Pharm Res, Volume 32, Number 4, pp. 1505-15 (2015)


1573-904X (Electronic)07

DOI Name (links to online publication)



PURPOSE: Influenza CD8(+) T-cell epitopes are conserved amongst influenza strains and can be recognized by influenza-specific cytotoxic T-cells (CTLs), which can rapidly clear infected cells. An influenza peptide vaccine that elicits these CTLs would therefore be an alternative to current influenza vaccines, which are not cross-reactive. However, peptide antigens are poorly immunogenic due to lack of delivery to antigen presenting cells, and therefore need additional formulation with a suitable delivery system.

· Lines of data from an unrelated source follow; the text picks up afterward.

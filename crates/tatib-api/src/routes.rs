use axum::{
    Json, Router,
    extract::DefaultBodyLimit,
    middleware,
    response::IntoResponse,
    routing::{get, post},
};
use tower_http::cors::CorsLayer;
use tower_http::trace::TraceLayer;

use crate::middleware::require_auth;
use crate::notify::dispatch;
use crate::state::AppState;
use crate::{auth, photos, students, users, violations};

/// Room for a 5 MB image once base64-encoded inside a JSON body.
const MAX_BODY_BYTES: usize = 8 * 1024 * 1024;

pub fn router(state: AppState) -> Router {
    let public_routes = Router::new()
        .route("/health", get(health))
        .route("/auth/login", post(auth::login))
        .route("/uploads/{file_name}", get(photos::serve_photo))
        .with_state(state.clone());

    let protected_routes = Router::new()
        .route("/users", get(users::list_users).post(users::create_user))
        .route("/users/{id}", axum::routing::delete(users::delete_user))
        .route("/students", get(students::list_students).post(students::create_student))
        .route("/students/bulk", post(students::create_students_bulk))
        .route(
            "/students/{id}",
            get(students::get_student)
                .put(students::update_student)
                .delete(students::delete_student),
        )
        .route("/students/{id}/violations", get(violations::student_violations))
        .route("/violations", get(violations::list_violations).post(violations::create_violation))
        .route("/violations/stats", get(violations::violation_stats))
        .route(
            "/violations/{id}",
            get(violations::get_violation)
                .put(violations::update_violation)
                .delete(violations::delete_violation),
        )
        .route("/violations/{id}/whatsapp/preview", get(dispatch::preview_whatsapp))
        .route("/violations/{id}/whatsapp/mark-sent", post(dispatch::mark_whatsapp_sent))
        .route("/whatsapp/send", post(dispatch::send_whatsapp))
        .route("/photos", post(photos::upload_photo))
        .route("/photos/validate", post(photos::validate_photo))
        .route("/photos/thumbnail", post(photos::thumbnail_photo))
        .route("/photos/{file_name}", axum::routing::delete(photos::delete_photo))
        .layer(middleware::from_fn_with_state(state.clone(), require_auth))
        .with_state(state);

    Router::new()
        .merge(public_routes)
        .merge(protected_routes)
        .layer(DefaultBodyLimit::max(MAX_BODY_BYTES))
        .layer(CorsLayer::permissive())
        .layer(TraceLayer::new_for_http())
}

async fn health() -> impl IntoResponse {
    Json(serde_json::json!({ "status": "ok" }))
}
pub mod api;
pub mod models;
use axum::{
    Extension, Json,
    extract::{Path, State},
    http::StatusCode,
    response::IntoResponse,
};
use tracing::info;

use tatib_db::Database;
use tatib_types::api::{Claims, CreateUserRequest};
use tatib_types::models::User;

use crate::auth::hash_password;
use crate::error::{AppError, AppResult};
use crate::middleware::require_admin;
use crate::state::{AppState, blocking};

/// Account administration. Passwords never leave this module unhashed and
/// never come back out at all.
pub struct UserManager<'a> {
    db: &'a Database,
}

impl<'a> UserManager<'a> {
    pub fn new(db: &'a Database) -> Self {
        Self { db }
    }

    pub fn create(&self, req: &CreateUserRequest) -> AppResult<User> {
        let username = req.username.trim();
        if username.len() < 3 || username.len() > 32 {
            return Err(AppError::InvalidInput("Username must be 3-32 characters".into()));
        }
        if req.password.len() < 8 {
            return Err(AppError::InvalidInput("Password must be at least 8 characters".into()));
        }

        if self.db.get_user_by_username(username)?.is_some() {
            return Err(AppError::Conflict(format!("Username already taken: {}", username)));
        }

        let password_hash = hash_password(&req.password)?;
        let conflict = format!("Username already taken: {}", username);
        let id = self
            .db
            .create_user(username, &password_hash, req.role.as_str())
            .map_err(|e| AppError::from_store(e, &conflict, &conflict))?;

        info!("Created {} account {} (id {})", req.role, username, id);
        self.get(id)?
            .ok_or_else(|| AppError::Dependency(anyhow::anyhow!("user {} vanished after insert", id)))
    }

    pub fn get(&self, id: i64) -> AppResult<Option<User>> {
        Ok(self.db.get_user_by_id(id)?.map(User::from))
    }

    pub fn list(&self) -> AppResult<Vec<User>> {
        Ok(self.db.list_users()?.into_iter().map(User::from).collect())
    }

    /// Delete an account. The acting admin cannot delete themselves, and
    /// accounts referenced as a violation reporter are kept.
    pub fn delete(&self, acting_user: i64, id: i64) -> AppResult<()> {
        if acting_user == id {
            return Err(AppError::InvalidInput("Cannot delete your own account".into()));
        }
        if self.db.get_user_by_id(id)?.is_none() {
            return Err(AppError::NotFound(format!("User not found: {}", id)));
        }
        if self.db.count_violations_reported_by(id)? > 0 {
            return Err(AppError::Conflict(
                "Cannot delete user with reported violations".into(),
            ));
        }

        let conflict = "Cannot delete user with reported violations";
        self.db
            .delete_user(id)
            .map_err(|e| AppError::from_store(e, conflict, conflict))?;
        info!("Deleted user {}", id);
        Ok(())
    }
}

// -- Handlers --

pub async fn list_users(
    State(state): State<AppState>,
    Extension(_claims): Extension<Claims>,
) -> AppResult<impl IntoResponse> {
    let users = blocking(&state, |s| UserManager::new(&s.db).list()).await?;
    Ok(Json(users))
}

pub async fn create_user(
    State(state): State<AppState>,
    Extension(claims): Extension<Claims>,
    Json(req): Json<CreateUserRequest>,
) -> AppResult<impl IntoResponse> {
    require_admin(&claims)?;
    let user = blocking(&state, move |s| UserManager::new(&s.db).create(&req)).await?;
    Ok((StatusCode::CREATED, Json(user)))
}

pub async fn delete_user(
    State(state): State<AppState>,
    Path(id): Path<i64>,
    Extension(claims): Extension<Claims>,
) -> AppResult<impl IntoResponse> {
    require_admin(&claims)?;
    blocking(&state, move |s| UserManager::new(&s.db).delete(claims.sub, id)).await?;
    Ok(StatusCode::NO_CONTENT)
}

#[cfg(test)]
mod tests {
    use super::*;
    use tatib_types::models::Role;

    fn request(username: &str, role: Role) -> CreateUserRequest {
        CreateUserRequest {
            username: username.into(),
            password: "rahasia123".into(),
            role,
        }
    }

    #[test]
    fn duplicate_username_conflicts() {
        let db = Database::open_in_memory().unwrap();
        let users = UserManager::new(&db);
        let created = users.create(&request("guru1", Role::Teacher)).unwrap();
        assert_eq!(created.password, "");

        let err = users.create(&request("guru1", Role::Admin)).unwrap_err();
        assert!(matches!(err, AppError::Conflict(_)));
    }

    #[test]
    fn short_password_rejected() {
        let db = Database::open_in_memory().unwrap();
        let mut req = request("guru1", Role::Teacher);
        req.password = "pendek".into();
        assert!(matches!(
            UserManager::new(&db).create(&req),
            Err(AppError::InvalidInput(_))
        ));
    }

    #[test]
    fn cannot_delete_self_or_missing() {
        let db = Database::open_in_memory().unwrap();
        let users = UserManager::new(&db);
        let admin = users.create(&request("admin", Role::Admin)).unwrap();
        assert!(matches!(users.delete(admin.id, admin.id), Err(AppError::InvalidInput(_))));
        assert!(matches!(users.delete(admin.id, 999), Err(AppError::NotFound(_))));

        let teacher = users.create(&request("guru1", Role::Teacher)).unwrap();
        users.delete(admin.id, teacher.id).unwrap();
        assert!(users.get(teacher.id).unwrap().is_none());
    }
}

In this study, the potential of virosomes as a delivery system for an influenza T-cell peptide was investigated. METHODS: The conserved human HLA-A2.1 influenza T-cell epitope M158-66 was formulated with virosomes. The immunogenicity and protective effect of the peptide-loaded virosomes was assessed in HLA-A2 transgenic mice. Delivery properties of the virosomes were studied in mice and in in vitro dendritic cell cultures. RESULTS: Immunization of HLA-A2.1 transgenic C57BL/6 mice with peptide-loaded virosomes in the presence of the adjuvant CpG-ODN 1826 increased the number of peptide-specific CTLs. Vaccination with adjuvanted peptide-loaded virosomes reduced weight loss in mice after heterologous influenza infection. Association with fusion-active virosomes was found to be crucial for antigen uptake by dendritic cells, and subsequent induction of CTLs in mice. CONCLUSIONS: These results show that influenza virosomes loaded with conserved influenza epitopes could be the basis of a novel cross-protective influenza vaccine.